Which lines of the entries hold the string "Alice"? Copy each one.

## [Exercise data]
╔══

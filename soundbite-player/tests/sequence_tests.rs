//! Integration tests for SequencePlayer
//!
//! Timed tests pause the tokio clock; the fake device ends each segment
//! after its catalog duration.

mod helpers;

use helpers::*;
use soundbite_common::PlaybackEvent;
use soundbite_player::playback::{Completion, SequenceExit, SequencePlayer};
use soundbite_player::FileFilter;
use std::time::Duration;

const SINGLE: &str = r#"{ "Alice": [ { "file": "a.mp3", "start": 2.0, "duration": 3.0 } ] }"#;

const PAUSE: Duration = Duration::from_millis(100);

fn started_clips(events: &[PlaybackEvent]) -> Vec<String> {
    events
        .iter()
        .filter_map(|e| match e {
            PlaybackEvent::Started { clip } => Some(clip.clone()),
            _ => None,
        })
        .collect()
}

#[tokio::test]
async fn test_single_name_pool_loops_until_stop() {
    tokio::time::pause();
    let mut h = Harness::new(SINGLE, FakeDevice::new().with_auto_complete());
    let player = SequencePlayer::new(h.controller.clone(), PAUSE);

    let run = player.spawn(h.filter.clone());
    tokio::time::sleep(Duration::from_secs(10)).await;

    let events = h.drain_events();
    let started = started_clips(&events);
    assert!(started.len() >= 3, "only {} clips started", started.len());
    assert!(started.iter().all(|clip| clip == "Alice"));
    assert!(events.contains(&ended("Alice")));
    assert!(player.is_running());

    player.stop();
    assert_eq!(run.await.unwrap(), SequenceExit::Stopped);
    assert!(!player.is_running());
    assert_eq!(h.drain_events(), vec![PlaybackEvent::Stopped]);

    tokio::time::sleep(Duration::from_secs(10)).await;
    assert!(h.drain_events().is_empty());
    assert_eq!(h.device.overlaps(), 0);
}

#[tokio::test]
async fn test_pause_between_clips() {
    tokio::time::pause();
    let mut h = Harness::new(SINGLE, FakeDevice::new().with_auto_complete());
    let player = SequencePlayer::new(h.controller.clone(), Duration::from_secs(1));

    let run = player.spawn(h.filter.clone());

    // First clip ends at 3s; the next may not start before 4s
    tokio::time::sleep(Duration::from_millis(3500)).await;
    assert_eq!(started_clips(&h.drain_events()).len(), 1);
    assert!(!h.controller.is_playing());

    tokio::time::sleep(Duration::from_millis(600)).await;
    assert_eq!(started_clips(&h.drain_events()).len(), 1);
    assert!(h.controller.is_playing());

    player.stop();
    assert_eq!(run.await.unwrap(), SequenceExit::Stopped);
}

#[tokio::test]
async fn test_empty_pool_exits() {
    let h = default_harness();
    let player = SequencePlayer::new(h.controller.clone(), PAUSE);

    let exit = player
        .run(|| FileFilter::File("nothing.mp3".to_string()))
        .await;

    assert_eq!(exit, SequenceExit::PoolEmpty);
    assert!(!player.is_running());
    assert!(h.device.calls().is_empty());
}

#[tokio::test]
async fn test_second_run_returns_immediately() {
    let h = default_harness();
    let player = SequencePlayer::new(h.controller.clone(), PAUSE);

    let run = player.spawn(h.filter.clone());
    let device = h.device.clone();
    wait_until(|| device.live().len() == 1).await;

    assert_eq!(player.run(h.filter.clone()).await, SequenceExit::AlreadyRunning);
    assert!(player.is_running());

    player.stop();
    assert_eq!(run.await.unwrap(), SequenceExit::Stopped);
}

#[tokio::test]
async fn test_pool_follows_filter_provider() {
    tokio::time::pause();
    let mut h = Harness::new(CATALOG, FakeDevice::new().with_auto_complete());
    let player = SequencePlayer::new(h.controller.clone(), PAUSE);

    let run = player.spawn(|| FileFilter::File("b.mp3".to_string()));
    tokio::time::sleep(Duration::from_secs(10)).await;
    player.stop();
    run.await.unwrap();

    let started = started_clips(&h.drain_events());
    assert!(!started.is_empty());
    assert!(started.iter().all(|clip| clip == "Bob" || clip == "Carol"));
    assert_eq!(h.fetcher.fetch_count("a.mp3"), 0);
}

#[tokio::test]
async fn test_direct_play_stops_sequence() {
    let mut h = default_harness();
    let player = SequencePlayer::new(h.controller.clone(), PAUSE);

    let run = player.spawn(|| FileFilter::File("a.mp3".to_string()));
    let device = h.device.clone();
    wait_until(|| device.live().len() == 1).await;

    h.controller.play("Bob").await;

    assert_eq!(run.await.unwrap(), SequenceExit::Stopped);
    assert!(!h.controller.is_sequence_running());
    assert_eq!(h.controller.current_clip().as_deref(), Some("Bob"));
    assert_eq!(h.device.overlaps(), 0);

    let events = h.drain_events();
    assert_eq!(events.last(), Some(&started("Bob")));
}

// ============================================================================
// play_one_and_wait
// ============================================================================

#[tokio::test]
async fn test_play_one_and_wait_finishes() {
    tokio::time::pause();
    let mut h = Harness::new(SINGLE, FakeDevice::new().with_auto_complete());
    let player = SequencePlayer::new(h.controller.clone(), PAUSE);

    assert_eq!(player.play_one_and_wait("Alice").await, Completion::Finished);
    assert_eq!(h.drain_events(), vec![started("Alice"), ended("Alice")]);
    assert!(!player.is_running());
}

#[tokio::test]
async fn test_play_one_and_wait_interrupted_by_stop() {
    let h = default_harness();
    let player = SequencePlayer::new(h.controller.clone(), PAUSE);

    let waiting = {
        let player = player.clone();
        tokio::spawn(async move { player.play_one_and_wait("Alice").await })
    };
    let device = h.device.clone();
    wait_until(|| device.live().len() == 1).await;

    // A one-off wait is not a sequence run
    assert!(!player.is_running());
    assert!(!h.controller.is_sequence_running());

    player.stop();
    assert_eq!(waiting.await.unwrap(), Completion::Interrupted);
    assert!(!h.controller.is_playing());
}

#[tokio::test]
async fn test_newer_one_off_wait_interrupts_older() {
    let mut h = default_harness();
    let player = SequencePlayer::new(h.controller.clone(), PAUSE);
    h.fetcher.hold("a.mp3");

    let older = {
        let player = player.clone();
        tokio::spawn(async move { player.play_one_and_wait("Alice").await })
    };
    let fetcher = h.fetcher.clone();
    wait_until(|| fetcher.fetch_count("a.mp3") == 1).await;

    let newer = {
        let player = player.clone();
        tokio::spawn(async move { player.play_one_and_wait("Bob").await })
    };
    let device = h.device.clone();
    wait_until(|| device.live().len() == 1).await;

    h.fetcher.open("a.mp3");
    assert_eq!(older.await.unwrap(), Completion::Interrupted);

    assert!(h.device.complete_live());
    assert_eq!(newer.await.unwrap(), Completion::Finished);
    assert_eq!(h.drain_events(), vec![started("Bob"), ended("Bob")]);
    assert_eq!(h.device.overlaps(), 0);
}

#[tokio::test]
async fn test_play_one_and_wait_skips_unplayable() {
    let h = default_harness();
    let player = SequencePlayer::new(h.controller.clone(), PAUSE);

    assert_eq!(player.play_one_and_wait("Zed").await, Completion::Skipped);

    h.fetcher.set_missing("b.mp3", true);
    assert_eq!(player.play_one_and_wait("Bob").await, Completion::Skipped);
    assert!(!player.is_running());
}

╚══

## [Task result]
const SINGLE: &str = r#"{ "Alice": [ { "file": "a.mp3", "start": 2.0, "duration": 3.0 } ] }"#;
    assert!(started.iter().all(|clip| clip == "Alice"));
    assert!(events.contains(&ended("Alice")));
    assert_eq!(player.play_one_and_wait("Alice").await, Completion::Finished);
    assert_eq!(h.drain_events(), vec![started("Alice"), ended("Alice")]);
        tokio::spawn(async move { player.play_one_and_wait("Alice").await })
        tokio::spawn(async move { player.play_one_and_wait("Alice").await })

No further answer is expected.